What is expected:
Every line in the data below from the one containing "pub struct LatLng" down to the one containing "pub fn is_assigned_to(&self, driver_id: &str)", both included, must be retyped exactly; no other line is to appear.
*** Supplied information Section Begins ***
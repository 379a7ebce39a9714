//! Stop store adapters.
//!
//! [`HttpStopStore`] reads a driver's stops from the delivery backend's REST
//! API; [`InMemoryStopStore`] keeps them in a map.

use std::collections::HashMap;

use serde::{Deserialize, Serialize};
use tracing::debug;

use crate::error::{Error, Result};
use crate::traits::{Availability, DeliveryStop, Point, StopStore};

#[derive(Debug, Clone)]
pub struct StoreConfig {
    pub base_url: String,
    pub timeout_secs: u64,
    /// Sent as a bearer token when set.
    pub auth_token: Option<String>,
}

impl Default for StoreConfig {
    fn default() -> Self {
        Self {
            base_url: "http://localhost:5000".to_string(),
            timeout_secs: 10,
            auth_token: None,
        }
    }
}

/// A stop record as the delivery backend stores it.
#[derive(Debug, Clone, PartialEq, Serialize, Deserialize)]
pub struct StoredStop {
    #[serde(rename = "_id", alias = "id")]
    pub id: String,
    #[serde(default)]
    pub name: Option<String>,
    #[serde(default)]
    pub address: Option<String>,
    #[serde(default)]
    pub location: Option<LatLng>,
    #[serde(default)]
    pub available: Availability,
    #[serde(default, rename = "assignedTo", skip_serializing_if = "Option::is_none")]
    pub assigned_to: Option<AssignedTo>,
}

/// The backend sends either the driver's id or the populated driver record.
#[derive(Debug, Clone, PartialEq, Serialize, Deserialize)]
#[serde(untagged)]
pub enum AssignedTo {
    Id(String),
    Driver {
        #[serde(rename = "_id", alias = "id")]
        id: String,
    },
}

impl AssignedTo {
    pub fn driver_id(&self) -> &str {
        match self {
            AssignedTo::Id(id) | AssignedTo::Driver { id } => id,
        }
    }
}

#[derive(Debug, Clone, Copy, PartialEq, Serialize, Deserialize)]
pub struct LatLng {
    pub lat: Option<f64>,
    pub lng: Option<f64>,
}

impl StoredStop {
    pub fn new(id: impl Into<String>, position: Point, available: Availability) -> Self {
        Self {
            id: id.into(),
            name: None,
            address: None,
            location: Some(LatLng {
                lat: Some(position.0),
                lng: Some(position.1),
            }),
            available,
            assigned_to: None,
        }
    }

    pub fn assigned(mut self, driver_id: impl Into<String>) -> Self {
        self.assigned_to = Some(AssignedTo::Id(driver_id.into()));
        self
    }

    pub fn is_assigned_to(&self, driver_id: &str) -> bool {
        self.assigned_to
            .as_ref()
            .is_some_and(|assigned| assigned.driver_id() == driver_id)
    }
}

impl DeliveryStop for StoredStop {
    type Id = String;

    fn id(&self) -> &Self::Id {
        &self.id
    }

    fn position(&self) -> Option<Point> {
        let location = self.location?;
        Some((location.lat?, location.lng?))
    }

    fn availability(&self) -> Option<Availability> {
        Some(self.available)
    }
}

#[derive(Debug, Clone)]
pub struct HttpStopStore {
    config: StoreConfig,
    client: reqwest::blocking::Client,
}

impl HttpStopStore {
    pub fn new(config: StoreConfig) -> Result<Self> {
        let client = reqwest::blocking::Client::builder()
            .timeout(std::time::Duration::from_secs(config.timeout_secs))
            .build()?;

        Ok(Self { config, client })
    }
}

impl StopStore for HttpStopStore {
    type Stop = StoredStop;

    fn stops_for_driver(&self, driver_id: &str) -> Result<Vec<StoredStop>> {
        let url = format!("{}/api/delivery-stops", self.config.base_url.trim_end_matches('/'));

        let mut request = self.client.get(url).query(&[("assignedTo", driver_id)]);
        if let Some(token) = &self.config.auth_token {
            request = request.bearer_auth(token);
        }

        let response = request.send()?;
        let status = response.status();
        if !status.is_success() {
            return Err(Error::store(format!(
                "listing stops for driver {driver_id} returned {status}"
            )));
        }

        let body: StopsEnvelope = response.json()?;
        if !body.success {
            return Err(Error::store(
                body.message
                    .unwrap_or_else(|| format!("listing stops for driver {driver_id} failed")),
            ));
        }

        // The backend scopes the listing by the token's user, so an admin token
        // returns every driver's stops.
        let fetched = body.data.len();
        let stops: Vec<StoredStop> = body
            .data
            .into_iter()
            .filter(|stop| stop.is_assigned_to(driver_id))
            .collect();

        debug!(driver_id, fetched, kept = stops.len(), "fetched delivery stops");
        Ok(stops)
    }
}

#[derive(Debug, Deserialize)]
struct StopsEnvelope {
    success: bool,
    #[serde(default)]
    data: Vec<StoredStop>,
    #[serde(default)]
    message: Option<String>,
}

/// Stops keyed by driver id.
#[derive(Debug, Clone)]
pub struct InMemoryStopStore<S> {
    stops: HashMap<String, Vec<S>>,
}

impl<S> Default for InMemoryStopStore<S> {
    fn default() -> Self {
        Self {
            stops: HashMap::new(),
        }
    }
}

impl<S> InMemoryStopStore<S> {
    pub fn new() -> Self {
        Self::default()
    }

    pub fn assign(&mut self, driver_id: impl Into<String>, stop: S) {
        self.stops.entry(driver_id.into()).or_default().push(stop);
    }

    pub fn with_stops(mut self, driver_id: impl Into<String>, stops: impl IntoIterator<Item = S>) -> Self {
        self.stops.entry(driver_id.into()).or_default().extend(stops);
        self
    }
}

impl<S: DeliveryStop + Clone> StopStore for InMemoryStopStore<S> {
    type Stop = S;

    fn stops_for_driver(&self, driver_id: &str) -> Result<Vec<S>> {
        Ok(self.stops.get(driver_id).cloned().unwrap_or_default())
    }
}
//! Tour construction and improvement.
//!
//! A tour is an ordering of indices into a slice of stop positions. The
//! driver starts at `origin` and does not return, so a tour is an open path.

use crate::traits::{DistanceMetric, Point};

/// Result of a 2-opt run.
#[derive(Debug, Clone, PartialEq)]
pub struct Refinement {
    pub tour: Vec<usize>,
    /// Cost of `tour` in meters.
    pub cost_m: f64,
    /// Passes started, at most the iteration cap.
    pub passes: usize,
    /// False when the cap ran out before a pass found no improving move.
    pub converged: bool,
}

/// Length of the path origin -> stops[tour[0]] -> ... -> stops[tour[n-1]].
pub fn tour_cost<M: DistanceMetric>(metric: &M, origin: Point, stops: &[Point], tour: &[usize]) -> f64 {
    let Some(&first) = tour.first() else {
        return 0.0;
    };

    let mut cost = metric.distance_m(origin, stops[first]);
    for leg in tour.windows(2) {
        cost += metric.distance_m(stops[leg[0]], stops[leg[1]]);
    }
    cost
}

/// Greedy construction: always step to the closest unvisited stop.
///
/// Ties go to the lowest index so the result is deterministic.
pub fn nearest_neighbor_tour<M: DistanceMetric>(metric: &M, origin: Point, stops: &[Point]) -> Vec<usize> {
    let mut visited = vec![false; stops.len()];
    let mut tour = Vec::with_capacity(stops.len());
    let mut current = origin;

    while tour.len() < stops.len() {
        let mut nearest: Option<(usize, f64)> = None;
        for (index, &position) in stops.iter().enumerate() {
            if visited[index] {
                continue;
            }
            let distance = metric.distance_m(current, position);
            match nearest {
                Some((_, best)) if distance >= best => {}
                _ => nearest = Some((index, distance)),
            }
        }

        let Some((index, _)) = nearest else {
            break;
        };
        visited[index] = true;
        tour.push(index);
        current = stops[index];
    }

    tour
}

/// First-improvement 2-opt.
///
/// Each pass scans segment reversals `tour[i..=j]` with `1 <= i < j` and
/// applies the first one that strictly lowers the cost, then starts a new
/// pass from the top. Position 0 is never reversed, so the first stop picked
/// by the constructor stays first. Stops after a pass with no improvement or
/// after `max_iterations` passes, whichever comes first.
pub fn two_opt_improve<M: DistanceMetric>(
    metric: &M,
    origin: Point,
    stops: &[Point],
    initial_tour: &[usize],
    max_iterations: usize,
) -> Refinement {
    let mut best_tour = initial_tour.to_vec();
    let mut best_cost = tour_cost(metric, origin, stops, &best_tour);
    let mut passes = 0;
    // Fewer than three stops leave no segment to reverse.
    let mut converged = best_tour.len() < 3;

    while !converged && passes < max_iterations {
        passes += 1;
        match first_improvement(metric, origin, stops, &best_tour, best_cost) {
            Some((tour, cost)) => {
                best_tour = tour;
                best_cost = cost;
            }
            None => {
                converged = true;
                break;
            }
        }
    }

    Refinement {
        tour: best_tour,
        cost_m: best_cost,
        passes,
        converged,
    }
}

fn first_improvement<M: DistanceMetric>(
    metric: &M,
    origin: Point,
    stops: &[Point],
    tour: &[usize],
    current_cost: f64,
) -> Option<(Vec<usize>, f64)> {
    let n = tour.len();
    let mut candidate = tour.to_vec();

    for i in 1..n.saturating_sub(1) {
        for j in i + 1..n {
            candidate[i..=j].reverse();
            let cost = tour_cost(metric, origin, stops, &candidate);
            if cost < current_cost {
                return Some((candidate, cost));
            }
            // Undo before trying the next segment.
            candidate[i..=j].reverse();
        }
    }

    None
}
*** Supplied information Section Ends ***
Task output:
pub struct LatLng {
    pub lat: Option<f64>,
    pub lng: Option<f64>,
}

impl StoredStop {
    pub fn new(id: impl Into<String>, position: Point, available: Availability) -> Self {
        Self {
            id: id.into(),
            name: None,
            address: None,
            location: Some(LatLng {
                lat: Some(position.0),
                lng: Some(position.1),
            }),
            available,
            assigned_to: None,
        }
    }

    pub fn assigned(mut self, driver_id: impl Into<String>) -> Self {
        self.assigned_to = Some(AssignedTo::Id(driver_id.into()));
        self
    }

    pub fn is_assigned_to(&self, driver_id: &str) -> bool {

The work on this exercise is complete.